Home care will find it harder to function if Congress acts on the president’s proposal to put in copays for Medicare home health. “The president’s proposal is probably the most reasonable of the ones that are out there,” Kincheloe said, “but it’s still egregious. It would be $100 for an episode beginning in the community if it hasn’t been preceded by a hospital or community stay. It would begin in 2017 and would apply to new Medicare beneficiaries who become eligible that year and beyond. If they go for that, our fear is they might choose to eliminate restrictions like implementation date. And of course we think it’s absolutely goofy to have to put someone in a hospital before you can give them home care.”
This attack on the home health benefit, Dombi said, “makes us feel like we’re under siege,” as does the recent rule to rebase home health by 14 percent over the next four years. The reason for the rule, Dombi explained, “is we’ve been too successful. The way MedPAC measures success is through profit margins, and their view is our profit margins are too high.” But what does too high mean in the commission’s view? “If you were to ask MedPAC commissioners what is too high, they would say anything above zero,” Dombi laughed. “They truly don’t understand what it takes to run a business. They rarely put their feet on the ground to understand that you have to make payroll, let alone invest in new technologies. Moreover, MedPAC doesn’t take into account all the accumulated cuts over the years. Somehow home care agencies manage to cope with payment reductions, so they’re testing you to see how far you can go before you break. The image of fraud and abuse is also an excuse to cut rates and make new rules. So we’ve given some constructive proposals to Congress and CMS for saving funds through value-based purchasing.”

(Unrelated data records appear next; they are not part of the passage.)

use std::sync::Arc;

use axum::{Router, routing::get};
use bookshelf_bootstrap::health;
use tokio::task::JoinHandle;
use tokio_util::sync::CancellationToken;
use tracing::info;

use crate::api::rest::routes;
use crate::config::RegistryConfig;
use crate::domain::{local_resolver::LocalResolver, service::Service, storage::InstanceStorage};
use crate::sweeper::spawn_sweeper;

pub struct RegistryModule {
    service: Arc<Service>,
    sweep_interval: std::time::Duration,
}

impl RegistryModule {
    #[must_use]
    pub fn new(cfg: &RegistryConfig) -> Self {
        info!(
            heartbeat_ttl_ms = cfg.heartbeat_ttl_ms,
            sweep_interval_ms = cfg.sweep_interval_ms,
            "Initializing service registry"
        );
        let storage = Arc::new(InstanceStorage::new());
        Self {
            service: Arc::new(Service::new(storage, cfg.heartbeat_ttl())),
            sweep_interval: cfg.sweep_interval(),
        }
    }

    #[must_use]
    pub fn service(&self) -> Arc<Service> {
        Arc::clone(&self.service)
    }

    #[must_use]
    pub fn resolver(&self) -> LocalResolver {
        LocalResolver::new(self.service())
    }

    /// REST routes plus `/health`. The registry is an internal service and
    /// runs without authentication.
    #[must_use]
    pub fn router(&self) -> Router {
        routes::router(self.service()).route("/health", get(health))
    }

    #[must_use]
    pub fn start_sweeper(&self, cancel: CancellationToken) -> JoinHandle<()> {
        spawn_sweeper(self.service(), self.sweep_interval, cancel)
    }
}
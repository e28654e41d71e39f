mod token;

use std::process::ExitCode;
use std::time::Duration;

use anyhow::{Context, Result};
use books_sdk::{Book, BooksHttpClient, NewBook};
use bookshelf_bootstrap::{LoggingConfig, init_logging};
use clap::{Args, Parser, Subcommand};

use crate::token::{ClientCredentials, fetch_token};

/// Books command-line client
#[derive(Parser, Debug)]
#[command(name = "books")]
#[command(about = "Read and store books through the edge gateway")]
#[command(version)]
struct Cli {
    /// Gateway base URL
    #[arg(long, env = "BOOKS_GATEWAY_URL", default_value = "http://127.0.0.1:8080")]
    gateway_url: String,

    /// Bearer token to send as is
    #[arg(long, env = "BOOKS_TOKEN", hide_env_values = true, conflicts_with = "token_url")]
    token: Option<String>,

    #[command(flatten)]
    credentials: CredentialsArgs,

    /// Request timeout in milliseconds
    #[arg(long, default_value_t = 10_000)]
    timeout_ms: u64,

    /// Log verbosity level (-v info, -vv debug, -vvv trace)
    #[arg(short, long, action = clap::ArgAction::Count)]
    verbose: u8,

    #[command(subcommand)]
    command: Commands,
}

/// Client-credentials grant, used when no `--token` is given.
#[derive(Args, Debug)]
struct CredentialsArgs {
    /// OAuth2 token endpoint
    #[arg(long, env = "BOOKS_TOKEN_URL", requires_all = ["client_id", "client_secret"])]
    token_url: Option<String>,

    #[arg(long, env = "BOOKS_CLIENT_ID")]
    client_id: Option<String>,

    #[arg(long, env = "BOOKS_CLIENT_SECRET", hide_env_values = true)]
    client_secret: Option<String>,

    #[arg(long, env = "BOOKS_SCOPE")]
    scope: Option<String>,
}

#[derive(Subcommand, Debug)]
enum Commands {
    /// Store a book; with --id an existing book is overwritten
    Add {
        #[arg(long)]
        title: String,
        #[arg(long)]
        author: String,
        #[arg(long)]
        id: Option<i64>,
    },
    /// Fetch a book by id
    Get { id: i64 },
}

#[tokio::main]
async fn main() -> Result<ExitCode> {
    let cli = Cli::parse();

    let logging = LoggingConfig {
        level: "warn".to_owned(),
        ..LoggingConfig::default()
    };
    init_logging(&logging, cli.verbose);

    let timeout = Duration::from_millis(cli.timeout_ms);
    let http = reqwest::Client::builder()
        .timeout(timeout)
        .build()
        .context("failed to build HTTP client")?;

    let token = resolve_token(&http, &cli).await?;
    let mut client = BooksHttpClient::with_client(http, &cli.gateway_url);
    if let Some(token) = token {
        client = client.with_bearer_token(token);
    }

    match cli.command {
        Commands::Add { title, author, id } => {
            let mut book = NewBook::new(title, author);
            if let Some(id) = id {
                book = book.with_id(id);
            }
            let saved = client.save_book(&book).await?;
            print_book(&saved)?;
            Ok(ExitCode::SUCCESS)
        }
        Commands::Get { id } => match client.get_book(id).await? {
            Some(book) => {
                print_book(&book)?;
                Ok(ExitCode::SUCCESS)
            }
            None => {
                eprintln!("book {id} not found");
                Ok(ExitCode::FAILURE)
            }
        },
    }
}

async fn resolve_token(http: &reqwest::Client, cli: &Cli) -> Result<Option<String>> {
    if let Some(token) = &cli.token {
        return Ok(Some(token.clone()));
    }
    let creds = &cli.credentials;
    let (Some(token_url), Some(client_id), Some(client_secret)) = (
        creds.token_url.as_deref(),
        creds.client_id.as_deref(),
        creds.client_secret.as_deref(),
    ) else {
        tracing::debug!("no credentials configured, calling without a token");
        return Ok(None);
    };

    let token = fetch_token(
        http,
        &ClientCredentials {
            token_url,
            client_id,
            client_secret,
            scope: creds.scope.as_deref(),
        },
    )
    .await?;
    Ok(Some(token))
}

fn print_book(book: &Book) -> Result<()> {
    println!("{}", serde_json::to_string_pretty(book)?);
    Ok(())
}
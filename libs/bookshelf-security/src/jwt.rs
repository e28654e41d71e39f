//! Bearer JWT validation and role extraction.

use jsonwebtoken::{Algorithm, DecodingKey, Validation, decode, errors::ErrorKind};
use secrecy::ExposeSecret;
use serde_json::Value;
use thiserror::Error;

use crate::{
    capability::Capability,
    config::{JwtAlgorithm, JwtConfig},
    context::SecurityContext,
    errors::AuthError,
};

#[derive(Debug, Error)]
pub enum JwtConfigError {
    #[error("HS256 requires `auth.jwt.secret`")]
    MissingSecret,

    #[error("RS256 requires `auth.jwt.public_key_pem`")]
    MissingPublicKey,

    #[error("invalid RS256 public key: {0}")]
    InvalidKey(String),
}

/// Validates tokens and turns their claims into a [`SecurityContext`].
#[derive(Clone)]
pub struct JwtValidator {
    key: DecodingKey,
    validation: Validation,
    roles_claim: String,
    role_prefix: Option<String>,
}

impl JwtValidator {
    /// # Errors
    /// Returns [`JwtConfigError`] when the key material for the chosen algorithm is absent or invalid.
    pub fn from_config(cfg: &JwtConfig) -> Result<Self, JwtConfigError> {
        let (algorithm, key) = match cfg.algorithm {
            JwtAlgorithm::HS256 => {
                let secret = cfg.secret.as_ref().ok_or(JwtConfigError::MissingSecret)?;
                (
                    Algorithm::HS256,
                    DecodingKey::from_secret(secret.expose_secret().as_bytes()),
                )
            }
            JwtAlgorithm::RS256 => {
                let pem = cfg
                    .public_key_pem
                    .as_deref()
                    .ok_or(JwtConfigError::MissingPublicKey)?;
                let key = DecodingKey::from_rsa_pem(pem.as_bytes())
                    .map_err(|e| JwtConfigError::InvalidKey(e.to_string()))?;
                (Algorithm::RS256, key)
            }
        };

        let mut validation = Validation::new(algorithm);
        validation.leeway = cfg.leeway_seconds;
        validation.set_required_spec_claims(&["exp", "sub"]);
        if !cfg.issuers.is_empty() {
            validation.set_issuer(&cfg.issuers);
        }
        if cfg.audiences.is_empty() {
            validation.validate_aud = false;
        } else {
            validation.set_audience(&cfg.audiences);
        }

        Ok(Self {
            key,
            validation,
            roles_claim: cfg.roles_claim.clone(),
            role_prefix: cfg.role_prefix.clone(),
        })
    }

    /// # Errors
    /// [`AuthError::TokenExpired`] for expired tokens, [`AuthError::InvalidToken`] otherwise.
    pub fn validate(&self, token: &str) -> Result<SecurityContext, AuthError> {
        let data = decode::<Value>(token, &self.key, &self.validation).map_err(|e| {
            if matches!(e.kind(), ErrorKind::ExpiredSignature) {
                AuthError::TokenExpired
            } else {
                AuthError::InvalidToken(e.to_string())
            }
        })?;

        let claims = data.claims;
        let subject = claims
            .get("sub")
            .and_then(Value::as_str)
            .ok_or_else(|| AuthError::InvalidToken("'sub' claim must be a string".to_owned()))?;

        Ok(SecurityContext::builder()
            .subject(subject)
            .capabilities(self.capabilities_from(&claims))
            .build())
    }

    /// Reads the roles claim as an array of strings or a space-separated string.
    fn capabilities_from(&self, claims: &Value) -> Vec<Capability> {
        let raw: Vec<&str> = match claims.get(&self.roles_claim) {
            Some(Value::Array(items)) => items.iter().filter_map(Value::as_str).collect(),
            Some(Value::String(s)) => s.split_whitespace().collect(),
            _ => Vec::new(),
        };

        raw.into_iter()
            .filter_map(|role| {
                let role = match self.role_prefix.as_deref() {
                    Some(prefix) => role.strip_prefix(prefix).unwrap_or(role),
                    None => role,
                };
                match role.parse::<Capability>() {
                    Ok(cap) => Some(cap),
                    Err(e) => {
                        tracing::debug!(role, error = %e, "ignoring unrecognized role");
                        None
                    }
                }
            })
            .collect()
    }
}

Will they listen? CMS probably won’t, Carr scoffed as she recalled the constant complaints she’d heard about CMS. “Face-to-face is on top,” she said, “because of all the denials related to the rule. And this is a symptom of a much bigger problem. CMS is really scrambling about how to handle fraud and abuse. They’re using a lot of patchwork mechanisms, including 16 contractors who are doing medical reviews and tripping over one another. But face-to-face gets all the attention, and the only thing I can advise those of you who are out there working hard is to take it one day at a time.” And keep your eyes open, she advised. “We don’t know what they’re going to drop on us next.”
But one thing is clear, Dombi added. “Face-to face is an administrative burden beyond any administrative burden. It benefits the bad guys and burdens the good guys. But CMS has pretty much turned a deaf ear on this. We have a state of confusion about what acceptable documentation is, but CMS is absolutely convinced this rule is working because spending is down on home health. And spending is down not just in those areas they thought were risky. It’s down in all parts of the country. So it’s time to complain, and the complaints need to come from physicians. We’ve got to get the physicians to complain to their members of Congress, as well as to CMS. And maybe it’s time for us to file a lawsuit on the face-to-face encounter. We need to stand up for ourselves once again, even if there are risks involved. Sometimes you have to get punched in the face.”